Wednesday, December 19, 2007

Reasons why hate and envy never make for good political theory

This past weekend, Reason's Matt Welch asked, Is it "apartheid" to pay for extra fire protection?

The question was posed in response to liberals Naomi Klein and Rick Perlstein, who saw something terribly wrong with the fact that insurance giant AIG was providing their own fire fighters to supplement the public fire fighters who were already fighting the Southern California wild fires this past fall. This service was available only for homes in specifically at-risk areas for a premium of $19,000 per year. Or in other words, this was a service for really rich people in really rich homes, in an area where primarily rich people were being displaced and affected by the fires.

Klein called it “disaster apartheid,” proof that “the country is indeed in the grip of extremists who are determined to act out the biblical climax—the saving of the chosen and the burning of the masses.”

Perlstein called it “a sickening indication about how the conservative mania for privatization is beginning to create two Americas: One that is protected from fires, and one that is not.”

But as Matt Welch points out, Klein and Perlstein's criticism is,

almost the exact inverse of what L.A.’s influential socialist/apocalyptic critic Mike Davis argued in his famous 1996 essay “Let Malibu Burn,” which complained bitterly about “public subsidization of firebelt suburbs,” “cheap fire insurance, socialized disaster relief and an expansive public commitment to ‘defend Malibu.’ ” Davis resented—and rightfully so—a system of government incentives that rewards development in fire zones that no private companies would insure while transferring tax money from the poor to the rich.
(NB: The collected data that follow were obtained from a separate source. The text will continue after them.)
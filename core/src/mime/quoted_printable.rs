/*
 * quoted_printable.rs
 * Copyright (C) 2026 Chris Burdess
 *
 * This file is part of Mailsift, a filtered mailbox retrieval service.
 *
 * Mailsift is free software: you can redistribute it and/or modify
 * it under the terms of the GNU General Public License as published by
 * the Free Software Foundation, either version 3 of the License, or
 * (at your option) any later version.
 *
 * Mailsift is distributed in the hope that it will be useful,
 * but WITHOUT ANY WARRANTY; without even the implied warranty of
 * MERCHANTABILITY or FITNESS FOR A PARTICULAR PURPOSE.  See the
 * GNU General Public License for more details.
 *
 * You should have received a copy of the GNU General Public License
 * along with Mailsift.  If not, see <http://www.gnu.org/licenses/>.
 */

//! Quoted-Printable decoder for Content-Transfer-Encoding (RFC 2045).

fn hex_value(b: u8) -> Option<u8> {
    match b {
        b'0'..=b'9' => Some(b - b'0'),
        b'A'..=b'F' => Some(b - b'A' + 10),
        b'a'..=b'f' => Some(b - b'a' + 10),
        _ => None,
    }
}

/// Decode quoted-printable. Handles =XX and soft line breaks (=CRLF, =LF).
/// A stray `=` that starts neither is kept literally.
pub fn decode(src: &[u8]) -> Vec<u8> {
    let mut out = Vec::with_capacity(src.len());
    let mut i = 0;
    while i < src.len() {
        let b = src[i];
        if b != b'=' {
            out.push(b);
            i += 1;
            continue;
        }
        match (src.get(i + 1).copied(), src.get(i + 2).copied()) {
            (Some(b'\r'), Some(b'\n')) => i += 3,
            (Some(b'\n'), _) => i += 2,
            (Some(h1), Some(h2)) => match (hex_value(h1), hex_value(h2)) {
                (Some(v1), Some(v2)) => {
                    out.push(v1 << 4 | v2);
                    i += 3;
                }
                _ => {
                    out.push(b);
                    i += 1;
                }
            },
            _ => {
                out.push(b);
                i += 1;
            }
        }
    }
    out
}
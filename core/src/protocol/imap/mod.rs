/*
 * mod.rs
 * Copyright (C) 2026 Chris Burdess
 *
 * This file is part of Mailsift, a filtered mailbox retrieval service.
 *
 * Mailsift is free software: you can redistribute it and/or modify
 * it under the terms of the GNU General Public License as published by
 * the Free Software Foundation, either version 3 of the License, or
 * (at your option) any later version.
 *
 * Mailsift is distributed in the hope that it will be useful,
 * but WITHOUT ANY WARRANTY; without even the implied warranty of
 * MERCHANTABILITY or FITNESS FOR A PARTICULAR PURPOSE.  See the
 * GNU General Public License for more details.
 *
 * You should have received a copy of the GNU General Public License
 * along with Mailsift.  If not, see <http://www.gnu.org/licenses/>.
 */

//! IMAP mailbox sessions: `ImapConnector` opens them, `ImapMailbox` adapts the wire client
//! to the `MailboxClient` trait.

mod client;

pub use client::{
    connect_and_authenticate, encode_mailbox_name, AuthenticatedSession, FetchedMessage, ImapClientError,
    ImapSession, SelectResult,
};

use async_trait::async_trait;
use tokio::io::{AsyncRead, AsyncWrite};
use tracing::{debug, info, warn};

use crate::config::ImapSettings;
use crate::error::{MailsiftError, Result};
use crate::mailbox::{MailboxClient, MailboxConnector, RawMessage};
use crate::net::MailStream;

/// Connects to the configured IMAP server with TLS as configured and logs in.
#[derive(Debug, Default, Clone, Copy)]
pub struct ImapConnector;

#[async_trait]
impl MailboxConnector for ImapConnector {
    type Client = ImapMailbox<MailStream>;

    async fn connect(&self, settings: &ImapSettings) -> Result<Self::Client> {
        info!(host = %settings.host, port = settings.port, tls = ?settings.tls, "connecting to IMAP server");
        let session = connect_and_authenticate(settings)
            .await
            .map_err(|e| MailsiftError::Connection(e.message))?;
        info!(user = %settings.username, "IMAP login succeeded");
        Ok(ImapMailbox::new(session))
    }
}

/// A logged-in IMAP session seen through the `MailboxClient` trait.
pub struct ImapMailbox<S> {
    session: ImapSession<S>,
}

impl<S> ImapMailbox<S>
where
    S: AsyncRead + AsyncWrite + Unpin + Send,
{
    pub fn new(session: ImapSession<S>) -> Self {
        Self { session }
    }
}

#[async_trait]
impl<S> MailboxClient for ImapMailbox<S>
where
    S: AsyncRead + AsyncWrite + Unpin + Send,
{
    async fn select_mailbox(&mut self, name: &str, read_only: bool) -> Result<()> {
        if !read_only {
            warn!(mailbox = %name, "read-write select requested; using EXAMINE");
        }
        let selected = self
            .session
            .examine(name)
            .await
            .map_err(|e| MailsiftError::Select(e.message))?;
        debug!(
            mailbox = %name,
            exists = selected.exists,
            uid_validity = ?selected.uid_validity,
            "mailbox selected"
        );
        Ok(())
    }

    async fn search(&mut self, criteria: &str) -> Result<Vec<u32>> {
        let ids = self
            .session
            .search(criteria)
            .await
            .map_err(|e| MailsiftError::Search(e.message))?;
        debug!(criteria = %criteria, matches = ids.len(), "search completed");
        Ok(ids)
    }

    async fn fetch_one(&mut self, seq: u32) -> Result<Option<RawMessage>> {
        let fetched = self
            .session
            .fetch_message(seq)
            .await
            .map_err(|e| MailsiftError::Connection(e.message))?;
        Ok(fetched.map(|m| RawMessage {
            uid: m.uid,
            seq,
            raw: m.raw,
        }))
    }

    async fn close(&mut self) -> Result<()> {
        self.session
            .logout()
            .await
            .map_err(|e| MailsiftError::Connection(e.message))
    }
}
As Matt Welch points out, if the public shouldering the costs of protecting these expensive, at-risk homes from fire is a problem and private fire protection service is a problem, then the only solution is to let the rich of Southern California burn. No, that's not literally what Klein and Perlstein want, but the implications are quite clear. This is what you get when you combine wealth envy, the fear of the monster of privatization, and a blind faith in the concept of public services.

The sad thing is, this is where libertarians and liberals should be able to come together- the sentiment should be, "good, don't make the rest of us pay for rich people to have their rich homes in fire prone areas." Instead we get nonsense like "disaster apartheid," and rants about how the rich paying to protect their own homes will destroy America.